**PROBLEM:**
Copy out the data below. Leave nothing out and alter nothing.

(Stored items)
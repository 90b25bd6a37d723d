//! Render, merge and enforce managed files
//!
//! The reconciler owns every write the agent makes to a managed file. It
//! renders each project's section from the cached rules that match the
//! project, merges it into the file without touching hand-written content,
//! and turns tampering into change reports according to the enforcement
//! mode of the rule that was touched:
//!
//! | Mode      | On drift                               | On reject          |
//! |-----------|----------------------------------------|--------------------|
//! | advisory  | report, keep the edit as the baseline  | restore            |
//! | block     | report, restore now, keep the edit     | restore            |
//! | temporary | report, keep the edit until resolved   | restore            |
//!
//! Approval of a blocked change (or an exception for one) writes the kept
//! edit back. The baseline hash is updated before every write, so the
//! watcher event the write causes hashes equal and is ignored.

use std::path::{Path, PathBuf};
use std::sync::Arc;

use edictflow_core::hash::{content_hash, empty_hash};
use edictflow_core::model::{EnforcementMode, ProjectContext};
use edictflow_core::protocol::{
    ChangeApprovedPayload, ChangeDetectedPayload, ChangeRejectedPayload, ConfigUpdatePayload,
    DriftEntry, DriftReportPayload, ExceptionDeniedPayload, ExceptionGrantedPayload,
    ExceptionRequestPayload, Message, RevertCompletePayload, RuleRecord, SyncCompletePayload,
};
use edictflow_core::render::{
    is_tampered, managed_section, merge_with_existing, render_managed_section, render_rule_block,
};
use edictflow_core::Clock;
use uuid::Uuid;

use crate::diff;
use crate::error::{AgentError, Result};
use crate::notifier::{notify_quietly, NotificationKind, Notifier};
use crate::queue::OutboundQueue;
use crate::store::{AgentStore, LocalChange, LocalChangeStatus, WatchedFile};

/// What handling a watcher event did
#[derive(Debug, Clone, PartialEq, Eq)]
pub enum DriftOutcome {
    /// Content hashes equal the baseline; nothing to do
    Unchanged,
    /// Edit outside the managed section; baseline moved silently
    BaselineMoved,
    /// Managed section tampered; reported under `ref_id`
    Reported {
        ref_id: String,
        rule_id: String,
        mode: EnforcementMode,
        updated: bool,
    },
}

/// Renders and enforces managed files for every registered project
pub struct Reconciler {
    store: Arc<AgentStore>,
    queue: Arc<OutboundQueue>,
    notifier: Arc<dyn Notifier>,
    clock: Arc<dyn Clock>,
    managed_filename: String,
}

**SOLUTION TO THIS PROBLEM:**
repository 90b25bd6a37d723d
//! Render, merge and enforce managed files
//!
//! The reconciler owns every write the agent makes to a managed file. It
//! renders each project's section from the cached rules that match the
//! project, merges it into the file without touching hand-written content,
//! and turns tampering into change reports according to the enforcement
//! mode of the rule that was touched:
//!
//! | Mode      | On drift                               | On reject          |
//! |-----------|----------------------------------------|--------------------|
//! | advisory  | report, keep the edit as the baseline  | restore            |
//! | block     | report, restore now, keep the edit     | restore            |
//! | temporary | report, keep the edit until resolved   | restore            |
//!
//! Approval of a blocked change (or an exception for one) writes the kept
//! edit back. The baseline hash is updated before every write, so the
//! watcher event the write causes hashes equal and is ignored.

use std::path::{Path, PathBuf};
use std::sync::Arc;

use edictflow_core::hash::{content_hash, empty_hash};
use edictflow_core::model::{EnforcementMode, ProjectContext};
use edictflow_core::protocol::{
    ChangeApprovedPayload, ChangeDetectedPayload, ChangeRejectedPayload, ConfigUpdatePayload,
    DriftEntry, DriftReportPayload, ExceptionDeniedPayload, ExceptionGrantedPayload,
    ExceptionRequestPayload, Message, RevertCompletePayload, RuleRecord, SyncCompletePayload,
};
use edictflow_core::render::{
    is_tampered, managed_section, merge_with_existing, render_managed_section, render_rule_block,
};
use edictflow_core::Clock;
use uuid::Uuid;

use crate::diff;
use crate::error::{AgentError, Result};
use crate::notifier::{notify_quietly, NotificationKind, Notifier};
use crate::queue::OutboundQueue;
use crate::store::{AgentStore, LocalChange, LocalChangeStatus, WatchedFile};

/// What handling a watcher event did
#[derive(Debug, Clone, PartialEq, Eq)]
pub enum DriftOutcome {
    /// Content hashes equal the baseline; nothing to do
    Unchanged,
    /// Edit outside the managed section; baseline moved silently
    BaselineMoved,
    /// Managed section tampered; reported under `ref_id`
    Reported {
        ref_id: String,
        rule_id: String,
        mode: EnforcementMode,
        updated: bool,
    },
}

/// Renders and enforces managed files for every registered project
pub struct Reconciler {
    store: Arc<AgentStore>,
    queue: Arc<OutboundQueue>,
    notifier: Arc<dyn Notifier>,
    clock: Arc<dyn Clock>,
    managed_filename: String,
}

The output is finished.